A Vigilância Sanitária está proibida de se aproximar e a população de pombos urbanos desapareceu num raio de dois quilômetros. Entramos num bar e encomendamos um PF reforçado para cada faminto. No bar a ordem e a higiene não são melhores que lá fora, mas a cerveja é gelada. O que não mata, engorda e foi a fome que morreu afogada em feijão, arroz, batata frita e bife.
Nas escadarias multicoloridas rola tudo o que se possa imaginar mesmo vigiados por fuzil AR-15 e pistolas dos “home de farda”. É o caos absoluto e tem aprovação total dos orgulhosos Tupinambás que fizeram da praça de guerra uma atração turística para gringo levar de recordação. Lugar maravilhoso para se visitar e depois voltar correndo para casa valorizando tudo, a começar pelo capacho com a inscrição “Lar, doce lar”. Mas não retarde aquela viagem a terra dos ancestrais para tomar consciência que ainda falta muito a fazer e não se acomodar pensando que tudo está perfeito.
Amanhece novo dia, quente como o inferno de Dante e logo após o café já nos despedimos do Alisson e do Bolívia que retornam a pátria montados numa Toro. O Natan em Gomorra é alemão, mas não perde o fogo no rabo e novamente estamos embarcados com destino a Praia Vermelha.
Molhar os pés na água fresca do mar?
Nada disto, melhor derreter na Pista Tenente Coutinho. O Juliano e o Willian seguem para a base da Italianos enquanto eu e o Natan vamos descansar subindo o costão do Pão de Açúcar debaixo de sol. Vi onde o Lucas tomou uma vaca que só acabou numa maca no corredor do Miguel Coutoe para variar um pouquinho encalhamos num engarrafamento de paulistas no “crux”. Um casal que também esperava descongestionar a passagem escondidos do sol debaixo da parca sombra de um arbusto nos comunicou satisfeitos que o dia seria agradável com previsão de temperatura máxima pouco superior aos 39ºC.
Agradável para quem, cara pálida?
Pedimos licença e furamos a fila prometendo não atrapalhar. Pouco acima encontramos um enorme balão atravessado sobre a trilha cercada por vegetação ressequida só esperando uma pequena faísca para incendiar toda a encosta.
Havia percorrido esta mesma trilha uns 16 anos atrás e lembrava que o cume ficava logo depois de passar o escalão. Memória de velho é uma m*rda e seguimos nos arrastando pela superfície da frigideira por muito tempo ainda antes de chegar numa sombra decente.
Falar da vista no cume do Pão de Açúcar é totalmente desnecessário e descansamos um bom tempo antes de embarcar no teleférico para descer o morro. Pendurados no vazio ainda vimos uma única dupla fritando ao sol para galgar os últimos metros do cabo de aço na CEPI e na trilha encontramos o Juliano e o Willian nos esperando após abandonar a Italianos.
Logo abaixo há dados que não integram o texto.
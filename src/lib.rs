// src/lib.rs
// jstream-watch - watch progress and continue-watching for an embedded player
//
// Architecture:
// - Domain-centric: content identity, progress and ledger rules live in domain
// - Event-driven: services coordinate through a synchronous event bus
// - Explicit: player messages are untrusted until normalized
// - Local-first: one single-profile key-value store, nothing leaves the machine
// - Application Layer: DTOs and command adapters for the UI host

// ============================================================================
// FOUNDATION
// ============================================================================

pub mod config;
pub mod db;
pub mod domain;
pub mod error;
pub mod events;
pub mod repositories;
pub mod services;

// ============================================================================
// APPLICATION LAYER
// ============================================================================

pub mod application;
pub mod integrations;

// ============================================================================
// PUBLIC API - Domain
// ============================================================================

pub use domain::{
    decide_resume,
    format_time,
    progress_percent,
    // Content identity
    ContentId,
    ContentKey,
    ContentRef,
    // Continue watching
    ContinueWatchingEntry,
    DomainError,
    MediaMeta,
    MediaType,
    // Progress
    ProgressRecord,
    // Resume
    ResumeDecision,
    WatchThresholds,
};

// ============================================================================
// PUBLIC API - Configuration & Errors
// ============================================================================

pub use config::{AppConfig, PlayerConfig, StorageConfig, TrackerConfig};
pub use error::{AppError, AppResult};

// ============================================================================
// PUBLIC API - Events
// ============================================================================

pub use events::{
    create_event_bus,
    ContinueWatchingUpdated,
    DomainEvent,
    EventBus,
    EventLogEntry,
    PlaybackClosed,
    PlaybackStarted,
    PlayerMessageRejected,
    ProgressForgotten,
    ProgressPersisted,
};

// ============================================================================
// PUBLIC API - Storage
// ============================================================================

pub use db::{create_connection_pool, initialize_database, ConnectionPool};

pub use repositories::{
    ContinueWatchingRepository,
    KeyValueStore,
    MemoryKeyValueStore,
    PreferencesRepository,
    ProgressRepository,
    SqliteKeyValueStore,
    StorageKeys,
};

// ============================================================================
// PUBLIC API - Services
// ============================================================================

pub use services::{
    ActiveSession,
    ContinueWatchingService,
    MessageOutcome,
    MountedPlayer,
    PlaybackPhase,
    PlaybackRequest,
    PlaybackService,
    PlayerMessageReceiver,
    PreferencesService,
    ProgressTracker,
    RecordOutcome,
    ResumeService,
};

// ============================================================================
// PUBLIC API - Application Layer
// ============================================================================

pub use application::AppState;

pub use application::commands;
pub use application::dto;

// ============================================================================
// PUBLIC API - Integrations
// ============================================================================

pub use integrations::{DisplayOptions, EmbedUrlBuilder, PlayerMessage, ProgressEvent};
O Juliano já a conhecia de uma escalada anterior, mas o Willian estava bem curioso para encarar uma das vias clássicas do Rio de Janeiro. Extremamente desgastados pela intensa atividade no dia anterior já na trilha sentiram o cansaço pegar forte naquele calor todo. Na base da via pegaram dicas sobre outras vias com uma dupla que se encordava enquanto observavam um casal evoluindo na vizinha Cavalo Louco.
Na ponta da corda, o Juliano seguia de perto as recentes marcas de magnésio que demonstravam as melhores agarras com o Willian sendo devorado vivo pelos mosquitos enquanto dava segue.
As 10h30, em reunião na P1 decidiram rapelar os 35 metros até a base numa só tacada, vencidos pelo calor e pela necessidade de fazer o checkout no hotel antes das 14h00. A temperatura e o cansaço não permitiriam velocidade suficiente para nos encontrar no cume em tempo de cumprir nossa agenda para o dia.
Treze horas de viagem, engarrafamento na entrada de São Paulo, radar e pedágio aos montes, e chuva na entrada do Paraná que nos acompanhou até praticamente o portão de casa. Lar, doce lar e a temperatura de 25 graus centígrados que nos parecia insuportável uma semana antes agora é festejada como se fosse uma brisa fresca vinda dos picos nevados dos Alpes suíços.
Tudo como antes nas terras do marques, mas com baterias recarregadas para mais um bom tempo na labuta.